Life course studies are very important in non-communicable disease epidemiology. Most of the research studies have proved the effect of adverse life course events on the incidence of noncommunicable diseases. They are using the theoretical models like the critical period model, accumulation model of life course epidemiology. Social mobility model is more relevant in studies related to recently affluent community [5,6,24]. Social mobility frame work is being in this life course socioeconomic transition study. It is very important to conduct the life course studies in a state like Kerala with diabetes prevalence of 22% [25]. In our knowledge, this is the first attempt to make a tool for measuring the life course socioeconomic transition and check its association with early onset type 2 diabetes by using a social mobility framework.
The next step will involve the application of this tool in a hospital based case-control study to know the association between life course socioeconomic transition and early onset type 2 diabetes. The study uses the social mobility theoretical framework. Previous studies in this broad area have focused on static indicators such as socio-economic status or position to explain lifestyle factors which lead to diabetes. In a rapidly changing society such as Kerala, a dynamic indicator like the life-course socio-economic transition is a more appropriate and sensitive indicator to capture the markers of high risk.
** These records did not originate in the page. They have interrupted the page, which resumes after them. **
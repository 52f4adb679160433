use crate::error::Result;
use crate::model::{DayBucket, ReportOutput};

pub fn to_json(output: &ReportOutput) -> Result<String> {
    Ok(serde_json::to_string_pretty(output)?)
}

/// One bucket per line.
pub fn to_ndjson(days: &[DayBucket]) -> Result<String> {
    let mut out = String::new();
    for bucket in days {
        out.push_str(&serde_json::to_string(bucket)?);
        out.push('\n');
    }
    Ok(out)
}
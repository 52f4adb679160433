use crate::config::Config;
use crate::contrib::{collect_report, ReportRequest};
use crate::error::GitfetchError;
use crate::git::GitRepo;
use crate::model::{AuthorFilter, ContributionReport, ReportOutput, SCHEMA_VERSION};
use crate::render::{render_report, to_json, to_ndjson, Heading, RenderOptions};
use crate::util::display_name;
use crate::window::{resolve_window, DateWindow};
use anyhow::{Context, Result};
use chrono::{Local, NaiveDate, Utc};
use clap::{ArgAction, Parser, ValueEnum};
use indicatif::{ProgressBar, ProgressStyle};
use std::io::Write;
use std::path::PathBuf;
use tracing::debug;

#[derive(Parser, Debug)]
#[command(name = "gitfetch")]
#[command(about = "Fetch and display Git contribution information")]
#[command(version)]
pub struct Cli {
    #[arg(long, help = "Only count commits whose author name or email contains this text")]
    pub author: Option<String>,

    #[arg(long, value_name = "DATE", help = "Start date (YYYY-MM-DD, RFC3339, or a duration such as 90d)")]
    pub since: Option<String>,

    #[arg(long, value_name = "DATE", help = "End date (YYYY-MM-DD, RFC3339, or a duration such as 90d)")]
    pub until: Option<String>,

    #[arg(long, conflicts_with_all = ["since", "until"], help = "Show a single calendar year")]
    pub year: Option<i32>,

    #[arg(long, value_name = "REPO", help = "Path to git repository (defaults to the current directory)")]
    pub path: Option<PathBuf>,

    #[arg(long, help = "Include merge commits")]
    pub include_merges: bool,

    #[arg(long, conflicts_with = "ndjson", help = "Output as JSON")]
    pub json: bool,

    #[arg(long, help = "Output as NDJSON, one day per line")]
    pub ndjson: bool,

    #[arg(long, value_enum, default_value_t = ColorMode::Auto, value_name = "MODE", help = "Enable or disable colored output")]
    pub color: ColorMode,

    #[arg(long, value_name = "FILE", help = "Path to config file")]
    pub config: Option<PathBuf>,

    #[arg(short, long, action = ArgAction::Count, help = "Enable verbose output (repeat for more)")]
    pub verbose: u8,

    #[arg(short, long, conflicts_with = "verbose", help = "Only log errors")]
    pub quiet: bool,
}

#[derive(Copy, Clone, Debug, PartialEq, Eq, ValueEnum)]
pub enum ColorMode {
    Auto,
    Always,
    Never,
}

impl Cli {
    pub fn parse() -> Self {
        let mut cli = <Self as Parser>::parse();

        // https://no-color.org/
        if std::env::var_os("NO_COLOR").is_some() {
            cli.color = ColorMode::Never;
        }
        cli
    }

    pub fn use_color(&self) -> bool {
        match self.color {
            ColorMode::Never => false,
            ColorMode::Always => true,
            ColorMode::Auto => console::colors_enabled(),
        }
    }

    pub fn use_color_stderr(&self) -> bool {
        match self.color {
            ColorMode::Never => false,
            ColorMode::Always => true,
            ColorMode::Auto => console::colors_enabled_stderr(),
        }
    }

    pub fn execute(&self) -> Result<()> {
        let config = Config::load(self.config.as_deref()).context("Failed to load configuration")?;
        let today = Local::now().date_naive();

        let window = resolve_window(
            self.since.as_deref(),
            self.until.as_deref(),
            self.year,
            today,
        )
        .context("Failed to resolve date range")?;

        let repo = GitRepo::open(self.path.as_ref()).context("Failed to open git repository")?;

        let author = self.author.clone().or_else(|| config.author.clone());
        let request = ReportRequest {
            window,
            author: author.as_deref().map(AuthorFilter::new),
            include_merges: self.include_merges || config.include_merges,
        };
        debug!("Collecting {:?}", request);

        let pb = self.progress_bar();
        let report = collect_report(&repo, &request, today, Local, &pb)
            .context("Failed to collect commits from repository")?;

        if self.json {
            self.output_json(&report, &repo, author)?;
        } else if self.ndjson {
            write_stdout(&to_ndjson(&report.days)?)?;
        } else {
            let heading = Heading {
                who: author.unwrap_or_else(|| display_name(repo.path())),
                period: self.period(&report.window, today),
            };
            let opts = RenderOptions::from_config(&config, self.use_color());
            write_stdout(&render_report(&report, &heading, &opts))?;
        }

        Ok(())
    }

    fn progress_bar(&self) -> ProgressBar {
        if self.json || self.ndjson || self.quiet || !console::Term::stderr().is_term() {
            return ProgressBar::hidden();
        }
        let pb = ProgressBar::new_spinner();
        pb.set_style(
            ProgressStyle::default_spinner()
                .template("{spinner:.green} {msg} {pos}")
                .unwrap_or_else(|_| ProgressStyle::default_spinner()),
        );
        pb
    }

    fn period(&self, window: &DateWindow, today: NaiveDate) -> String {
        match self.year {
            Some(year) => year.to_string(),
            None if self.since.is_none() && self.until.is_none() && window.end == today => {
                "last year".to_string()
            }
            None => format!("{}..{}", window.start, window.end),
        }
    }

    fn output_json(
        &self,
        report: &ContributionReport,
        repo: &GitRepo,
        author: Option<String>,
    ) -> Result<()> {
        let output = ReportOutput {
            version: SCHEMA_VERSION,
            generated_at: Utc::now(),
            repository_path: repo.path().to_string_lossy().to_string(),
            author,
            since: self.since.clone(),
            until: self.until.clone(),
            report: report.clone(),
        };
        write_stdout(&format!("{}\n", to_json(&output)?))
    }
}

/// Writes `text` to stdout, holding the lock for the whole report.
fn write_stdout(text: &str) -> Result<()> {
    let stdout = std::io::stdout();
    write_output(&mut stdout.lock(), text).context("Failed to write output")
}

fn write_output<W: Write>(out: &mut W, text: &str) -> std::io::Result<()> {
    match out.write_all(text.as_bytes()).and_then(|()| out.flush()) {
        // Ignore SIGPIPE errors, like those that can come from piping to `head`
        Err(e) if e.kind() == std::io::ErrorKind::BrokenPipe => Ok(()),
        result => result,
    }
}

/// Process exit code for a failed run: 2 for usage errors, 1 otherwise.
pub fn exit_code(err: &anyhow::Error) -> i32 {
    match err.downcast_ref::<GitfetchError>() {
        Some(e) if e.is_usage() => 2,
        _ => 1,
    }
}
It is expected that this in turn, will generate insights into possible preventive strategies.
Limitation
Small sample size for the validation survey is one of the limitations of this study. The validated questionnaire is going to be applied in a hospital based setting. The length of the questionnaire and the questions which are not related to their disease condition may cause lack of interest in diabetic patients.
Conclusion
The study will provide a substantial evidence for the association between life course socioeconomic transition and early onset type 2 diabetes and identifying a high-risk group among Keralites. It will help in developing effective interventions to reduce the incidence of early onset type 2 diabetes among the high-risk group. Application of this tool in other non-communicable diseases research is also a further scope of this research study.